After locating the line that contains "ev.set_primal(&trial);" in the data below, set down exactly that line and each one after it through the line that contains "restoration stalled (λ", and nothing more.

* * *

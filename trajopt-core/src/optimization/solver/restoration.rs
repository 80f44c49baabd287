//! Feasibility restoration.
//!
//! Entered when the filter line search cannot find an acceptable step.
//! The objective is ignored and `½‖r(x)‖²` is minimized with damped
//! Gauss–Newton (Levenberg–Marquardt) steps, where `r` stacks the equality
//! residuals and the violated part `min(0, ci)` of the inequalities. Each
//! step solves the augmented system
//!
//! ```text
//! [ λI   Jᵀ ] [ p ]   [  0 ]
//! [ J   -I  ] [ w ] = [ -r ]
//! ```
//!
//! on the pattern of the regular KKT matrix, so no second symbolic
//! factorization is needed.

use std::time::Instant;

use super::evaluator::{NlpEvaluator, PrimalValues};
use super::filter::{Filter, FilterEntry};
use super::perf::{PerfSection, PerfTimers};
use crate::linalg::KktSystem;
use crate::linalg::sparse::coo_matvec_transpose;
use crate::optimization::config::SolverConfig;
use crate::optimization::status::SolveInfo;
use crate::util::norm_inf;

#[derive(Debug, Clone, Copy, PartialEq, Eq)]
pub(crate) enum RestorationOutcome {
    /// Found a point acceptable to the filter with reduced violation
    Restored,
    /// Converged to a stationary point of the violation that is infeasible
    LocallyInfeasible,
    /// Could not make progress
    Failed,
    FactorizationFailed,
    DeadlinePassed,
    Diverged,
}

pub(crate) struct Restoration<'a> {
    pub config: &'a SolverConfig,
    pub filter: &'a Filter,
    pub mu: f64,
    pub deadline: Option<Instant>,
    /// Violation of the point where the line search failed
    pub theta_start: f64,
}

/// Slacks matched to the constraint values, kept at least `mu`.
pub(crate) fn slacks_for(ineq: &[f64], mu: f64) -> Vec<f64> {
    ineq.iter().map(|&c| c.max(mu)).collect()
}

/// `‖ce‖₁ + ‖ci − s‖₁`
pub(crate) fn constraint_violation(values: &PrimalValues, s: &[f64]) -> f64 {
    values.eq.iter().map(|c| c.abs()).sum::<f64>()
        + values.ineq.iter().zip(s).map(|(c, si)| (c - si).abs()).sum::<f64>()
}

/// `f − μ Σ ln sᵢ`
pub(crate) fn barrier_cost(cost: f64, s: &[f64], mu: f64) -> f64 {
    cost - mu * s.iter().map(|si| si.ln()).sum::<f64>()
}

fn residual_sq(values: &PrimalValues) -> f64 {
    values.eq.iter().map(|c| c * c).sum::<f64>() + values.ineq.iter().map(|c| c.min(0.0).powi(2)).sum::<f64>()
}

impl Restoration<'_> {
    /// Run restoration from `x`, leaving the best point found in `x`.
    pub(crate) fn run(
        &self,
        ev: &mut NlpEvaluator,
        kkt: &mut KktSystem,
        x: &mut [f64],
        info: &mut SolveInfo,
        perf: &mut PerfTimers,
    ) -> RestorationOutcome {
        let _timer = perf.scoped(PerfSection::Restoration);
        let rc = &self.config.restoration;
        let n = ev.num_variables();
        debug_assert_eq!(x.len(), n);
        let m_eq = ev.eq_jacobian().rows();
        let m_ineq = ev.ineq_jacobian().rows();
        let dim = n + m_eq + m_ineq;

        info.restoration_phases += 1;
        log::debug!("entering feasibility restoration (θ = {:.3e})", self.theta_start);

        let mut lambda = rc.lambda_init;
        ev.set_primal(x);
        let mut values = ev.evaluate_constraints();
        let mut r2 = residual_sq(&values);

        let mut rhs = vec![0.0; dim];
        let mut sol = vec![0.0; dim];
        let mut jtr = vec![0.0; n];
        let mut trial = vec![0.0; n];

        for k in 0..rc.max_iterations {
            info.restoration_iterations += 1;
            if self.deadline.is_some_and(|d| Instant::now() >= d) {
                return RestorationOutcome::DeadlinePassed;
            }

            let s = slacks_for(&values.ineq, self.mu);
            let theta = constraint_violation(&values, &s);
            if k > 0 {
                let entry = FilterEntry::new(theta, barrier_cost(values.cost, &s, self.mu));
                let reduced = theta <= rc.required_reduction * self.theta_start || theta <= self.config.tolerance;
                if reduced && self.filter.is_acceptable_to_filter(&entry) {
                    log::debug!("feasibility restoration succeeded after {} iterations (θ = {:.3e})", k, theta);
                    return RestorationOutcome::Restored;
                }
            }

            let active: Vec<bool> = values.ineq.iter().map(|&c| c < 0.0).collect();
            let r_ineq: Vec<f64> = values.ineq.iter().map(|&c| c.min(0.0)).collect();

            jtr.fill(0.0);
            let (ae, ai) = (ev.eq_jacobian(), ev.ineq_jacobian());
            coo_matvec_transpose(ae.entries(), ae.data(), &values.eq, &mut jtr, 1.0);
            coo_matvec_transpose(ai.entries(), ai.data(), &r_ineq, &mut jtr, 1.0);
            if norm_inf(&jtr) <= rc.stationarity_tolerance && r2.sqrt() > self.config.tolerance {
                log::warn!(
                    "constraint violation is stationary at ‖r‖ = {:.3e}: problem is locally infeasible",
                    r2.sqrt()
                );
                return RestorationOutcome::LocallyInfeasible;
            }

            if let Err(e) = kkt.assemble_restoration(lambda, ae.data(), ai.data(), &active) {
                log::error!("restoration assembly failed: {}", e);
                return RestorationOutcome::Failed;
            }
            match kkt.factor() {
                Ok(state) => info.factorizations += state.factorizations,
                Err(e) => {
                    log::warn!("restoration factorization failed: {}", e);
                    return RestorationOutcome::FactorizationFailed;
                }
            }

            rhs[..n].fill(0.0);
            for (dst, c) in rhs[n..n + m_eq].iter_mut().zip(&values.eq) {
                *dst = -c;
            }
            for (dst, c) in rhs[n + m_eq..].iter_mut().zip(&r_ineq) {
                *dst = -c;
            }
            kkt.solve(&rhs, &mut sol);

            for i in 0..n {
                trial[i] = x[i] + sol[i];
            }
            ev.set_primal(&trial);
            let trial_values = ev.evaluate_constraints();
            let trial_r2 = residual_sq(&trial_values);

            if trial_values.is_finite() && trial_r2 < r2 {
                x.copy_from_slice(&trial);
                values = trial_values;
                r2 = trial_r2;
                lambda = (lambda / 3.0).max(1e-12);
                if norm_inf(x) > self.config.divergence_threshold {
                    return RestorationOutcome::Diverged;
                }
            } else {
                lambda *= 10.0;
                if lambda > rc.lambda_max {
                    log::warn!("feasibility restoration stalled (λ = {:.1e})", lambda);
                    ev.set_primal(x);
                    ev.evaluate_constraints();
                    return RestorationOutcome::Failed;
                }
                ev.set_primal(x);
                values = ev.evaluate_constraints();
            }
        }

        log::warn!("feasibility restoration hit its iteration limit ({})", rc.max_iterations);
        RestorationOutcome::Failed
    }
}

#[cfg(test)]
mod tests {
    use super::*;
    use crate::autodiff::Context;
    use crate::linalg::{KktStructure, RegularizationPolicy};
    use crate::optimization::config::FilterConfig;

    fn kkt_for(ev: &NlpEvaluator) -> KktSystem {
        let structure = KktStructure {
            n: ev.num_variables(),
            m_eq: ev.eq_jacobian().rows(),
            m_ineq: ev.ineq_jacobian().rows(),
            hessian: ev.hessian().entries(),
            eq_jacobian: ev.eq_jacobian().entries(),
            ineq_jacobian: ev.ineq_jacobian().entries(),
        };
        KktSystem::new(&structure, Default::default(), RegularizationPolicy::default(), 1).unwrap()
    }

    #[test]
    fn test_measures() {
        let values = PrimalValues {
            cost: 2.0,
            eq: vec![1.0, -2.0],
            ineq: vec![-1.0, 3.0],
        };
        let s = slacks_for(&values.ineq, 0.1);
        assert_eq!(s, vec![0.1, 3.0]);
        assert!((constraint_violation(&values, &s) - 4.1).abs() < 1e-15);
        assert!((barrier_cost(2.0, &[1.0], 0.5) - 2.0).abs() < 1e-15);
    }

    #[test]
    fn test_restores_circle_intersection() {
        let ctx = Context::new();
        let x = ctx.input(3.0);
        let y = ctx.input(-2.0);
        let cost = &x + &y;
        let eq = vec![&x * &x + &y * &y - 1.0];
        let ineq = vec![y.clone()];
        let xs = vec![x.clone(), y.clone()];
        let mut ev = NlpEvaluator::new(&ctx, &xs, &cost, &eq, &ineq);
        let mut kkt = kkt_for(&ev);

        let config = SolverConfig::default();
        let mut filter = Filter::new(FilterConfig::default());
        filter.reset(100.0);
        let restoration = Restoration {
            config: &config,
            filter: &filter,
            mu: 0.1,
            deadline: None,
            theta_start: 14.0,
        };
        let mut point = vec![3.0, -2.0];
        let mut info = SolveInfo::default();
        let mut perf = PerfTimers::default();
        let outcome = restoration.run(&mut ev, &mut kkt, &mut point, &mut info, &mut perf);
        assert_eq!(outcome, RestorationOutcome::Restored);
        let violation = (point[0] * point[0] + point[1] * point[1] - 1.0).abs() + (-point[1]).max(0.0);
        assert!(violation < 0.9 * 14.0);
        assert_eq!(info.restoration_phases, 1);
    }

    #[test]
    fn test_detects_local_infeasibility() {
        let ctx = Context::new();
        let x = ctx.input(0.1);
        let cost = x.clone();
        let eq = vec![&x * &x + 1.0];
        let xs = vec![x.clone()];
        let mut ev = NlpEvaluator::new(&ctx, &xs, &cost, &eq, &[]);
        let mut kkt = kkt_for(&ev);

        let config = SolverConfig::default();
        let mut filter = Filter::new(FilterConfig::default());
        filter.reset(1.01);
        let restoration = Restoration {
            config: &config,
            filter: &filter,
            mu: 0.1,
            deadline: None,
            theta_start: 1.01,
        };
        let mut point = vec![0.1];
        let mut info = SolveInfo::default();
        let mut perf = PerfTimers::default();
        let outcome = restoration.run(&mut ev, &mut kkt, &mut point, &mut info, &mut perf);
        assert_eq!(outcome, RestorationOutcome::LocallyInfeasible);
        assert!(point[0].abs() < 1e-6, "x = {}", point[0]);
    }
}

* * *

▶ Answer section
            ev.set_primal(&trial);
            let trial_values = ev.evaluate_constraints();
            let trial_r2 = residual_sq(&trial_values);

            if trial_values.is_finite() && trial_r2 < r2 {
                x.copy_from_slice(&trial);
                values = trial_values;
                r2 = trial_r2;
                lambda = (lambda / 3.0).max(1e-12);
                if norm_inf(x) > self.config.divergence_threshold {
                    return RestorationOutcome::Diverged;
                }
            } else {
                lambda *= 10.0;
                if lambda > rc.lambda_max {
                    log::warn!("feasibility restoration stalled (λ = {:.1e})", lambda);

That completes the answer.